» **Exercise input**
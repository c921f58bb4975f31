//! Match timing and identifier settings.

use serde::{Deserialize, Serialize};
use std::time::Duration;

/// Tunables for the lifecycle controller.
///
/// Durations are stored in seconds so the structure can be embedded directly
/// in a TOML configuration file.
#[derive(Debug, Clone, PartialEq, Eq, Serialize, Deserialize)]
#[serde(default)]
pub struct MatchSettings {
    /// How long a freshly created match waits for an opponent
    pub pending_expiry_secs: u64,

    /// Grace period after the joiner leaves a ready match
    pub disconnect_grace_secs: u64,

    /// How long a finished match stays addressable before eviction
    pub finished_retention_secs: u64,

    /// How long a started match survives once neither player is connected
    pub abandoned_match_secs: u64,

    /// Length of generated match identifiers
    pub match_id_length: usize,
}

impl MatchSettings {
    pub fn pending_expiry(&self) -> Duration {
        Duration::from_secs(self.pending_expiry_secs)
    }

    pub fn disconnect_grace(&self) -> Duration {
        Duration::from_secs(self.disconnect_grace_secs)
    }

    pub fn finished_retention(&self) -> Duration {
        Duration::from_secs(self.finished_retention_secs)
    }

    pub fn abandoned_match(&self) -> Duration {
        Duration::from_secs(self.abandoned_match_secs)
    }

    /// Checks that every duration and the id length are usable.
    pub fn validate(&self) -> Result<(), String> {
        if self.pending_expiry_secs == 0 {
            return Err("matches.pending_expiry_secs must be greater than 0".to_string());
        }
        if self.disconnect_grace_secs == 0 {
            return Err("matches.disconnect_grace_secs must be greater than 0".to_string());
        }
        if self.finished_retention_secs == 0 {
            return Err("matches.finished_retention_secs must be greater than 0".to_string());
        }
        if self.abandoned_match_secs == 0 {
            return Err("matches.abandoned_match_secs must be greater than 0".to_string());
        }
        if !(6..=64).contains(&self.match_id_length) {
            return Err("matches.match_id_length must be between 6 and 64".to_string());
        }
        Ok(())
    }
}

impl Default for MatchSettings {
    fn default() -> Self {
        Self {
            pending_expiry_secs: 10 * 60,
            disconnect_grace_secs: 5 * 60,
            finished_retention_secs: 30 * 60,
            abandoned_match_secs: 60 * 60,
            match_id_length: 12,
        }
    }
}

#[cfg(test)]
mod tests {
    use super::*;

    #[test]
    fn test_defaults() {
        let settings = MatchSettings::default();
        assert_eq!(settings.pending_expiry(), Duration::from_secs(600));
        assert_eq!(settings.disconnect_grace(), Duration::from_secs(300));
        assert_eq!(settings.abandoned_match(), Duration::from_secs(3600));
        assert!(settings.validate().is_ok());
    }

    #[test]
    fn test_validation_rejects_zero_and_short_ids() {
        let zero = MatchSettings { disconnect_grace_secs: 0, ..Default::default() };
        assert!(zero.validate().is_err());

        let never = MatchSettings { abandoned_match_secs: 0, ..Default::default() };
        assert!(never.validate().is_err());

        let short = MatchSettings { match_id_length: 3, ..Default::default() };
        assert!(short.validate().is_err());
    }
}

» **Problem**
A word-for-word copy of the material is required.

» **Result below**
repository c921f58bb4975f31
//! Match timing and identifier settings.

use serde::{Deserialize, Serialize};
use std::time::Duration;

/// Tunables for the lifecycle controller.
///
/// Durations are stored in seconds so the structure can be embedded directly
/// in a TOML configuration file.
#[derive(Debug, Clone, PartialEq, Eq, Serialize, Deserialize)]
#[serde(default)]
pub struct MatchSettings {
    /// How long a freshly created match waits for an opponent
    pub pending_expiry_secs: u64,

    /// Grace period after the joiner leaves a ready match
    pub disconnect_grace_secs: u64,

    /// How long a finished match stays addressable before eviction
    pub finished_retention_secs: u64,

    /// How long a started match survives once neither player is connected
    pub abandoned_match_secs: u64,

    /// Length of generated match identifiers
    pub match_id_length: usize,
}

impl MatchSettings {
    pub fn pending_expiry(&self) -> Duration {
        Duration::from_secs(self.pending_expiry_secs)
    }

    pub fn disconnect_grace(&self) -> Duration {
        Duration::from_secs(self.disconnect_grace_secs)
    }

    pub fn finished_retention(&self) -> Duration {
        Duration::from_secs(self.finished_retention_secs)
    }

    pub fn abandoned_match(&self) -> Duration {
        Duration::from_secs(self.abandoned_match_secs)
    }

    /// Checks that every duration and the id length are usable.
    pub fn validate(&self) -> Result<(), String> {
        if self.pending_expiry_secs == 0 {
            return Err("matches.pending_expiry_secs must be greater than 0".to_string());
        }
        if self.disconnect_grace_secs == 0 {
            return Err("matches.disconnect_grace_secs must be greater than 0".to_string());
        }
        if self.finished_retention_secs == 0 {
            return Err("matches.finished_retention_secs must be greater than 0".to_string());
        }
        if self.abandoned_match_secs == 0 {
            return Err("matches.abandoned_match_secs must be greater than 0".to_string());
        }
        if !(6..=64).contains(&self.match_id_length) {
            return Err("matches.match_id_length must be between 6 and 64".to_string());
        }
        Ok(())
    }
}

impl Default for MatchSettings {
    fn default() -> Self {
        Self {
            pending_expiry_secs: 10 * 60,
            disconnect_grace_secs: 5 * 60,
            finished_retention_secs: 30 * 60,
            abandoned_match_secs: 60 * 60,
            match_id_length: 12,
        }
    }
}

#[cfg(test)]
mod tests {
    use super::*;

    #[test]
    fn test_defaults() {
        let settings = MatchSettings::default();
        assert_eq!(settings.pending_expiry(), Duration::from_secs(600));
        assert_eq!(settings.disconnect_grace(), Duration::from_secs(300));
        assert_eq!(settings.abandoned_match(), Duration::from_secs(3600));
        assert!(settings.validate().is_ok());
    }

    #[test]
    fn test_validation_rejects_zero_and_short_ids() {
        let zero = MatchSettings { disconnect_grace_secs: 0, ..Default::default() };
        assert!(zero.validate().is_err());

        let never = MatchSettings { abandoned_match_secs: 0, ..Default::default() };
        assert!(never.validate().is_err());

        let short = MatchSettings { match_id_length: 3, ..Default::default() };
        assert!(short.validate().is_err());
    }
}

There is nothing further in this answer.